Task to carry out
Write only the number of lines below in which "lamb" occurs.

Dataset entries
┌──
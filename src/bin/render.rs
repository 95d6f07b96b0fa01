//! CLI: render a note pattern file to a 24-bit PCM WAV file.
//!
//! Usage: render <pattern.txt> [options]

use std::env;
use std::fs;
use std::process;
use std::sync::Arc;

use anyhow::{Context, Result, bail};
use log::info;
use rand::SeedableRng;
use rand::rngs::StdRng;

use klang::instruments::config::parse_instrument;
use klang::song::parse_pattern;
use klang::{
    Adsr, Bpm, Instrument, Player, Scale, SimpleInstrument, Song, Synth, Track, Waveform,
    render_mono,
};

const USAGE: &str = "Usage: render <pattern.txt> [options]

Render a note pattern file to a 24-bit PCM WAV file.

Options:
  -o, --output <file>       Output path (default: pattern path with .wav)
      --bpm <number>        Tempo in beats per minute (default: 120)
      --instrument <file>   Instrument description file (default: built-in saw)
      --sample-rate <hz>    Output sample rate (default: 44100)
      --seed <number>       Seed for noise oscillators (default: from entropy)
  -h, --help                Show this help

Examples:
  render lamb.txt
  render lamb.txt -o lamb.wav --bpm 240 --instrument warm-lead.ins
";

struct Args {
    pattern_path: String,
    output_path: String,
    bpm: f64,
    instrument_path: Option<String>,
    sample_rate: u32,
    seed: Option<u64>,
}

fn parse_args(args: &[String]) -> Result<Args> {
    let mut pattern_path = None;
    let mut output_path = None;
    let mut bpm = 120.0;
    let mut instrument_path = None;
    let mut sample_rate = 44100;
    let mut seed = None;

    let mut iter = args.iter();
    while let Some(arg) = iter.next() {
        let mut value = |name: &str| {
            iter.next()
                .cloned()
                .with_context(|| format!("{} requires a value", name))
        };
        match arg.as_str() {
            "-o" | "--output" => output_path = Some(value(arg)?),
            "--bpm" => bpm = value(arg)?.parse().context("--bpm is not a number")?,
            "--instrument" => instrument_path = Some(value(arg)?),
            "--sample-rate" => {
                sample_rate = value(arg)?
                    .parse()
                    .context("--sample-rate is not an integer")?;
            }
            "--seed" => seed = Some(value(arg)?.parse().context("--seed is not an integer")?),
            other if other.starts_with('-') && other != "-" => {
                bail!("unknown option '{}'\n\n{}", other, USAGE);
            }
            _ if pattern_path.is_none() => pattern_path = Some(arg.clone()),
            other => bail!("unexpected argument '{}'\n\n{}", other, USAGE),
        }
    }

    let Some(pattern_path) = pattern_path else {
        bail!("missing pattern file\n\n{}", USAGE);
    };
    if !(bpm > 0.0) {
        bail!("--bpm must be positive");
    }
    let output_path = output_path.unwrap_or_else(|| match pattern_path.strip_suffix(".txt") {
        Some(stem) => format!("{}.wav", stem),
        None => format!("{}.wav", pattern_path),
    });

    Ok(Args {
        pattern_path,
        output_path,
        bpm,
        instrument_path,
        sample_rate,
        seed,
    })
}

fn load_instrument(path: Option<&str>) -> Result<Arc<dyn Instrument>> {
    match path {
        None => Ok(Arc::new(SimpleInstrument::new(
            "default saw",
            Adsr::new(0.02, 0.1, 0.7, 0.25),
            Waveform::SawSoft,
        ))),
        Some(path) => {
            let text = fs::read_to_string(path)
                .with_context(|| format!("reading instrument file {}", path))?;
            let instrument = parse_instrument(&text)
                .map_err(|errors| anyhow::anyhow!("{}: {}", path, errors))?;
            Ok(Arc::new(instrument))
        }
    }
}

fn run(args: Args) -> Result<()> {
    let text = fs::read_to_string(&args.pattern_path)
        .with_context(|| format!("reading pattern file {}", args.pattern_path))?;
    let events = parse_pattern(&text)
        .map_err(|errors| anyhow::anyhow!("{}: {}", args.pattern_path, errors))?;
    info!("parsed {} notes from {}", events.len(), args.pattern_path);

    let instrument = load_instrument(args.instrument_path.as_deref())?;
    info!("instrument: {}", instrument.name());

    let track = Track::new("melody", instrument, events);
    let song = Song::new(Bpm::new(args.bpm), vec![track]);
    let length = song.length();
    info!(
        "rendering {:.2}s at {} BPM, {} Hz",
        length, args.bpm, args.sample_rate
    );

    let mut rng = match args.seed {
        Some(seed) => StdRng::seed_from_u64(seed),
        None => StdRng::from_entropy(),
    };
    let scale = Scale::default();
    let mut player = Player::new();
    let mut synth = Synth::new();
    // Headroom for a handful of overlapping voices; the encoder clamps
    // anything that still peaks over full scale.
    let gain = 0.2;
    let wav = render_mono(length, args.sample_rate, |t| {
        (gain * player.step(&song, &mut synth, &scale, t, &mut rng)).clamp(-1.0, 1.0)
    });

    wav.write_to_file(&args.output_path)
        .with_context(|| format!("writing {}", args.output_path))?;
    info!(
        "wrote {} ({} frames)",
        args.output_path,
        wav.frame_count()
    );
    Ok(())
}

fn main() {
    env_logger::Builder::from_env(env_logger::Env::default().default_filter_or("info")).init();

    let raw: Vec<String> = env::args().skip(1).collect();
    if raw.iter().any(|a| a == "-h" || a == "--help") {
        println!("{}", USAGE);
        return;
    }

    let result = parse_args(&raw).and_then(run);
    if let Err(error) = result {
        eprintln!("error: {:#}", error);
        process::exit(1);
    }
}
└──
┌──
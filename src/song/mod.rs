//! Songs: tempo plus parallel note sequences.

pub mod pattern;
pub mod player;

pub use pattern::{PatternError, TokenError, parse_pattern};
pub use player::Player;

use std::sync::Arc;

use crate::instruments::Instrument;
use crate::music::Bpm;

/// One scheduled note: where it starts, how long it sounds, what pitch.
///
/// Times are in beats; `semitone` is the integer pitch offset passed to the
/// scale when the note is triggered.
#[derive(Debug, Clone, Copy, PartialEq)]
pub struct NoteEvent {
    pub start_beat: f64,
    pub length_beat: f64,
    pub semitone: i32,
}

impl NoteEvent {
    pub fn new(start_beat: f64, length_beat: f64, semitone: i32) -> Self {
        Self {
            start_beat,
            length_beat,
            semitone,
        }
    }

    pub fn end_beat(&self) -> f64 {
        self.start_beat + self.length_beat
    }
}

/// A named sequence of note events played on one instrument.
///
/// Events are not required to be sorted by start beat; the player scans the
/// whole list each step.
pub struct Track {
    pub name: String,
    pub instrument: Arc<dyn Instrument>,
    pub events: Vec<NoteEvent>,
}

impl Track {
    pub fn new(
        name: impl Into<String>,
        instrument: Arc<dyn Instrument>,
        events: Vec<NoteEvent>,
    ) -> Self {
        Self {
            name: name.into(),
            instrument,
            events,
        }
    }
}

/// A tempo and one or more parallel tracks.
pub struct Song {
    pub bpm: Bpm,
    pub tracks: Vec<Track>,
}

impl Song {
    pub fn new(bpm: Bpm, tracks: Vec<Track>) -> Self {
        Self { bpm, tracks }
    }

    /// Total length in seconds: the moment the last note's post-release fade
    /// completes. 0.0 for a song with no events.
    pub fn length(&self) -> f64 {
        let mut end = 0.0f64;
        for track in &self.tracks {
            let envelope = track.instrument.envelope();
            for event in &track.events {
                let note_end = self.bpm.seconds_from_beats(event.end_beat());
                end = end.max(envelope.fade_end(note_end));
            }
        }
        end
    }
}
└──
Problem solution
2